Liminar que determina entrega de veículo novo pode ser revertida?

Este artigo se inicia com uma situação hipotética: um consumidor adquiriu um veículo zero quilômetro e o carro passou a apresentar problemas. Esse consumidor, bastante frustrado, ingressou no Judiciário pleiteando, liminarmente, a substituição do automóvel e, no mérito, a confirmação da liminar, dano moral, honorários sucumbenciais, além do reembolso das custas.

O Magistrado, analisando a petição, defere o pedido de liminar determinando que a Montadora substitua o automóvel, no prazo de 10 dias corridos, sob pena de multa.

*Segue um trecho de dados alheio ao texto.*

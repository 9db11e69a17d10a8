//! Transaction records and their persisted line format.

use std::fmt;
use std::str::FromStr;

use super::error::TradesimError;

#[derive(Debug, Clone, Copy, PartialEq, Eq)]
pub enum TradeAction {
    Buy,
    Sell,
}

impl fmt::Display for TradeAction {
    fn fmt(&self, f: &mut fmt::Formatter<'_>) -> fmt::Result {
        match self {
            TradeAction::Buy => write!(f, "buy"),
            TradeAction::Sell => write!(f, "sell"),
        }
    }
}

impl FromStr for TradeAction {
    type Err = String;

    fn from_str(s: &str) -> Result<Self, Self::Err> {
        match s {
            "buy" => Ok(TradeAction::Buy),
            "sell" => Ok(TradeAction::Sell),
            other => Err(format!("unknown transaction type '{other}'")),
        }
    }
}

/// One executed transaction.
///
/// `net` is the signed cash flow: negative for buys (shares·price + fees
/// spent), positive for sells (shares·price − fees earned). In-memory values
/// stay unrounded; rounding to 2 decimals happens only in the line format.
#[derive(Debug, Clone, PartialEq)]
pub struct LedgerRecord {
    pub action: TradeAction,
    pub day: usize,
    pub stock: usize,
    pub shares: u64,
    pub price: f64,
    pub net: f64,
}

impl LedgerRecord {
    pub fn new(
        action: TradeAction,
        day: usize,
        stock: usize,
        shares: u64,
        price: f64,
        fees: f64,
    ) -> Self {
        let gross = shares as f64 * price;
        let net = match action {
            TradeAction::Buy => -(gross + fees),
            TradeAction::Sell => gross - fees,
        };
        LedgerRecord {
            action,
            day,
            stock,
            shares,
            price,
            net,
        }
    }

    /// The persisted form: `type,day,stock,shares,price,net`, amounts with
    /// exactly 2 digits after the decimal point.
    pub fn to_line(&self) -> String {
        format!(
            "{},{},{},{},{:.2},{:.2}",
            self.action, self.day, self.stock, self.shares, self.price, self.net
        )
    }
}

impl FromStr for LedgerRecord {
    type Err = TradesimError;

    fn from_str(line: &str) -> Result<Self, Self::Err> {
        let malformed = |reason: String| TradesimError::LedgerParse { reason };

        let fields: Vec<&str> = line.split(',').collect();
        if fields.len() != 6 {
            return Err(malformed(format!(
                "expected 6 fields, got {} in '{line}'",
                fields.len()
            )));
        }

        let action = fields[0].parse::<TradeAction>().map_err(&malformed)?;
        let day = fields[1]
            .parse::<usize>()
            .map_err(|e| malformed(format!("bad day '{}': {e}", fields[1])))?;
        let stock = fields[2]
            .parse::<usize>()
            .map_err(|e| malformed(format!("bad stock '{}': {e}", fields[2])))?;
        let shares = fields[3]
            .parse::<u64>()
            .map_err(|e| malformed(format!("bad share count '{}': {e}", fields[3])))?;
        let price = fields[4]
            .parse::<f64>()
            .map_err(|e| malformed(format!("bad price '{}': {e}", fields[4])))?;
        let net = fields[5]
            .parse::<f64>()
            .map_err(|e| malformed(format!("bad net amount '{}': {e}", fields[5])))?;

        Ok(LedgerRecord {
            action,
            day,
            stock,
            shares,
            price,
            net,
        })
    }
}
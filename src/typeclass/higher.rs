//! Higher-Kinded Type emulation through Generic Associated Types.
//!
//! Rust cannot abstract over a type constructor such as `SuperList<_>`
//! directly. [`TypeConstructor`] records the applied type and lets a trait
//! name "the same constructor applied to `B`", which is what [`Functor`]
//! and [`Foldable`] need.
//!
//! [`Functor`]: super::Functor
//! [`Foldable`]: super::Foldable

use crate::collections::{SuperList, SuperSet};
use crate::optional::Optional;

/// A type constructor applied to some type `Inner`.
///
/// # Laws
///
/// `<F as TypeConstructor>::WithType<F::Inner>` is `F`.
///
/// # Example
///
/// ```rust
/// use super_iterables::SuperList;
/// use super_iterables::typeclass::TypeConstructor;
///
/// fn rewrap<T: TypeConstructor>(_value: T) -> T::WithType<String>
/// where
///     T::WithType<String>: Default,
/// {
///     Default::default()
/// }
///
/// let strings: SuperList<String> = rewrap(SuperList::from(vec![1, 2]));
/// assert!(strings.is_empty());
/// ```
pub trait TypeConstructor {
    /// The type this constructor is currently applied to.
    type Inner;

    /// The same constructor applied to `B`.
    type WithType<B>: TypeConstructor<Inner = B>;
}

impl<T> TypeConstructor for SuperList<T> {
    type Inner = T;
    type WithType<B> = SuperList<B>;
}

impl<T> TypeConstructor for SuperSet<T> {
    type Inner = T;
    type WithType<B> = SuperSet<B>;
}

impl<T> TypeConstructor for Optional<T> {
    type Inner = T;
    type WithType<B> = Optional<B>;
}
//! Argument unpacking for [`SuperList::star_map`](super::SuperList::star_map).

/// Tuples whose fields can be spread into the arguments of a function.
///
/// Implemented for tuples of one to four elements. The function type `F`
/// is taken as a trait parameter so that each arity selects the matching
/// `FnMut` signature.
///
/// # Examples
///
/// ```rust
/// use super_iterables::StarArgs;
///
/// let mut add = |left: i32, right: i32| left + right;
/// assert_eq!((2, 3).apply_to(&mut add), 5);
/// ```
pub trait StarArgs<F, R> {
    /// Calls `function` with the tuple's fields as separate arguments.
    fn apply_to(self, function: &mut F) -> R;
}

macro_rules! impl_star_args {
    ($($argument:ident),+) => {
        impl<F, R, $($argument),+> StarArgs<F, R> for ($($argument,)+)
        where
            F: FnMut($($argument),+) -> R,
        {
            #[allow(non_snake_case)]
            #[inline]
            fn apply_to(self, function: &mut F) -> R {
                let ($($argument,)+) = self;
                function($($argument),+)
            }
        }
    };
}

impl_star_args!(A);
impl_star_args!(A, B);
impl_star_args!(A, B, C);
impl_star_args!(A, B, C, D);
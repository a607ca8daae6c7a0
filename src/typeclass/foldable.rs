//! Foldable type class - folding over data structures.
//!
//! A `Foldable` reduces its elements, in iteration order, into a single
//! summary value.
//!
//! # Consistency between `fold_left` and `fold_right`
//!
//! For associative operations both folds agree:
//!
//! ```text
//! fa.fold_left(init, f) == fa.fold_right(init, flip(f))  // when f is associative
//! ```
//!
//! # Examples
//!
//! ```rust
//! use super_iterables::{Optional, superlist};
//! use super_iterables::typeclass::Foldable;
//!
//! let sum = superlist![1, 2, 3, 4, 5].fold_left(0, |accumulator, element| accumulator + element);
//! assert_eq!(sum, 15);
//!
//! let none: Optional<i32> = Optional::Absent;
//! assert_eq!(none.fold_left(5, |accumulator, element| accumulator + element), 5);
//! ```

use super::higher::TypeConstructor;
use super::monoid::Monoid;
use crate::collections::{SuperList, SuperSet};
use crate::optional::Optional;

/// A type class for data structures that can be folded to a summary value.
///
/// # Required Methods
///
/// - `fold_left`, `fold_right`
/// - `length`
/// - `exists`
///
/// # Examples
///
/// ```rust
/// use super_iterables::superlist;
/// use super_iterables::typeclass::Foldable;
///
/// let words = superlist!["a".to_string(), "b".to_string()];
/// assert_eq!(words.fold_map(|word| word), "ab");
/// ```
pub trait Foldable: TypeConstructor {
    /// Folds the structure from left to right with an accumulator.
    fn fold_left<B, F>(self, init: B, function: F) -> B
    where
        F: FnMut(B, Self::Inner) -> B;

    /// Folds the structure from right to left with an accumulator.
    fn fold_right<B, F>(self, init: B, function: F) -> B
    where
        F: FnMut(Self::Inner, B) -> B;

    /// Maps every element into a [`Monoid`] and combines the results.
    fn fold_map<M, F>(self, mut function: F) -> M
    where
        M: Monoid,
        F: FnMut(Self::Inner) -> M,
        Self: Sized,
    {
        self.fold_left(M::empty(), |accumulator, element| {
            accumulator.combine(function(element))
        })
    }

    /// Returns the number of elements.
    fn length(&self) -> usize;

    /// Returns `true` if the structure has no elements.
    #[inline]
    fn is_empty(&self) -> bool {
        self.length() == 0
    }

    /// Returns `true` if any element satisfies `predicate`.
    fn exists<P>(&self, predicate: P) -> bool
    where
        P: FnMut(&Self::Inner) -> bool;

    /// Returns `true` if every element satisfies `predicate`.
    #[inline]
    fn for_all<P>(&self, mut predicate: P) -> bool
    where
        P: FnMut(&Self::Inner) -> bool,
    {
        !self.exists(|element| !predicate(element))
    }
}

// =============================================================================
// SuperList<T> Implementation
// =============================================================================

impl<T> Foldable for SuperList<T> {
    fn fold_left<B, F>(self, init: B, function: F) -> B
    where
        F: FnMut(B, T) -> B,
    {
        self.into_iter().fold(init, function)
    }

    fn fold_right<B, F>(self, init: B, mut function: F) -> B
    where
        F: FnMut(T, B) -> B,
    {
        self.into_iter()
            .rev()
            .fold(init, |accumulator, element| function(element, accumulator))
    }

    #[inline]
    fn length(&self) -> usize {
        self.len()
    }

    fn exists<P>(&self, predicate: P) -> bool
    where
        P: FnMut(&T) -> bool,
    {
        self.iter().any(predicate)
    }
}

// =============================================================================
// SuperSet<T> Implementation
// =============================================================================

impl<T> Foldable for SuperSet<T> {
    fn fold_left<B, F>(self, init: B, function: F) -> B
    where
        F: FnMut(B, T) -> B,
    {
        self.into_iter().fold(init, function)
    }

    fn fold_right<B, F>(self, init: B, mut function: F) -> B
    where
        F: FnMut(T, B) -> B,
    {
        self.into_iter()
            .rev()
            .fold(init, |accumulator, element| function(element, accumulator))
    }

    #[inline]
    fn length(&self) -> usize {
        self.len()
    }

    fn exists<P>(&self, predicate: P) -> bool
    where
        P: FnMut(&T) -> bool,
    {
        self.iter().any(predicate)
    }
}

// =============================================================================
// Optional<T> Implementation
// =============================================================================

impl<T> Foldable for Optional<T> {
    fn fold_left<B, F>(self, init: B, mut function: F) -> B
    where
        F: FnMut(B, T) -> B,
    {
        match self {
            Optional::Present(value) => function(init, value),
            Optional::Absent => init,
        }
    }

    fn fold_right<B, F>(self, init: B, mut function: F) -> B
    where
        F: FnMut(T, B) -> B,
    {
        match self {
            Optional::Present(value) => function(value, init),
            Optional::Absent => init,
        }
    }

    #[inline]
    fn length(&self) -> usize {
        usize::from(self.is_defined())
    }

    fn exists<P>(&self, mut predicate: P) -> bool
    where
        P: FnMut(&T) -> bool,
    {
        match self {
            Optional::Present(value) => predicate(value),
            Optional::Absent => false,
        }
    }
}

#[cfg(test)]
mod tests {
    use super::*;
    use crate::{superlist, superset};
    use rstest::rstest;

    #[rstest]
    fn super_list_fold_right_visits_from_the_end() {
        let rendered = superlist![1, 2, 3].fold_right(String::new(), |element, accumulator| {
            format!("{accumulator}{element}")
        });
        assert_eq!(rendered, "321");
    }

    #[rstest]
    fn super_set_for_all_and_exists() {
        let set = superset![2, 4, 6];
        assert!(set.for_all(|x| x % 2 == 0));
        assert!(!set.exists(|x| *x > 6));
    }

    #[rstest]
    fn optional_length() {
        assert_eq!(Optional::Present(1).length(), 1);
        assert_eq!(Optional::<i32>::Absent.length(), 0);
    }

    #[rstest]
    fn empty_list_is_empty() {
        let list: SuperList<i32> = SuperList::new();
        assert!(Foldable::is_empty(&list));
    }
}
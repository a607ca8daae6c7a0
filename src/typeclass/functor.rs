//! Functor type class - mapping over container values.
//!
//! # Laws
//!
//! ## Identity Law
//!
//! ```text
//! fa.fmap(|x| x) == fa
//! ```
//!
//! ## Composition Law
//!
//! ```text
//! fa.fmap(f).fmap(g) == fa.fmap(|x| g(f(x)))
//! ```

use super::higher::TypeConstructor;
use crate::collections::SuperList;
use crate::optional::Optional;

/// A type class for types that can have a function mapped over their contents.
///
/// The function is `FnMut` so that multi-element containers can call it once
/// per element.
///
/// # Examples
///
/// ```rust
/// use super_iterables::{Optional, superlist};
/// use super_iterables::typeclass::Functor;
///
/// assert_eq!(superlist![1, 2].fmap(|n| n * 3), superlist![3, 6]);
/// assert_eq!(Optional::Present(5).fmap(|n| n.to_string()), Optional::Present("5".to_string()));
/// ```
pub trait Functor: TypeConstructor {
    /// Applies `function` to every value inside the functor.
    fn fmap<B, F>(self, function: F) -> Self::WithType<B>
    where
        F: FnMut(Self::Inner) -> B;

    /// Replaces every value inside the functor with `value`.
    #[inline]
    fn replace<B>(self, value: B) -> Self::WithType<B>
    where
        Self: Sized,
        B: Clone,
    {
        self.fmap(move |_| value.clone())
    }

    /// Discards the values, keeping only the structure.
    #[inline]
    fn void(self) -> Self::WithType<()>
    where
        Self: Sized,
    {
        self.fmap(|_| ())
    }
}

impl<T> Functor for SuperList<T> {
    #[inline]
    fn fmap<B, F>(self, function: F) -> SuperList<B>
    where
        F: FnMut(T) -> B,
    {
        self.map(function)
    }
}

impl<T> Functor for Optional<T> {
    #[inline]
    fn fmap<B, F>(self, function: F) -> Optional<B>
    where
        F: FnMut(T) -> B,
    {
        self.map(function)
    }
}

#[cfg(test)]
mod tests {
    use super::*;
    use crate::superlist;
    use rstest::rstest;

    #[rstest]
    fn super_list_replace_keeps_length() {
        assert_eq!(superlist![1, 2, 3].replace('x'), superlist!['x', 'x', 'x']);
    }

    #[rstest]
    fn optional_void_preserves_absent() {
        assert_eq!(Optional::<i32>::Absent.void(), Optional::Absent);
        assert_eq!(Optional::Present(1).void(), Optional::Present(()));
    }

    #[rstest]
    fn super_list_fmap_composition() {
        let list = superlist![1, 2, 3];
        let composed = list.clone().fmap(|x| (x + 1) * 2);
        let chained = list.fmap(|x| x + 1).fmap(|x| x * 2);
        assert_eq!(composed, chained);
    }
}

Sabe-se que os requisitos essenciais para que seja deferida uma liminar, à luz do art. 300 do Código de Processo Civil, são: Probabilidade do direito e Perigo de dano ou o risco ao resultado útil do processo.

O Professor José Miguel Garcia Medina1 explica que, no que diz respeito a probabilidade de direito, a parte deverá demonstrar que o direito à que está pleiteando é provável. Já no que diz respeito ao Perigo de dano, é necessário que seja demonstrado o perigo na demora, ou seja, a necessidade de concessão daquela tutela urgência para evitar um dano decorrente da demora processual.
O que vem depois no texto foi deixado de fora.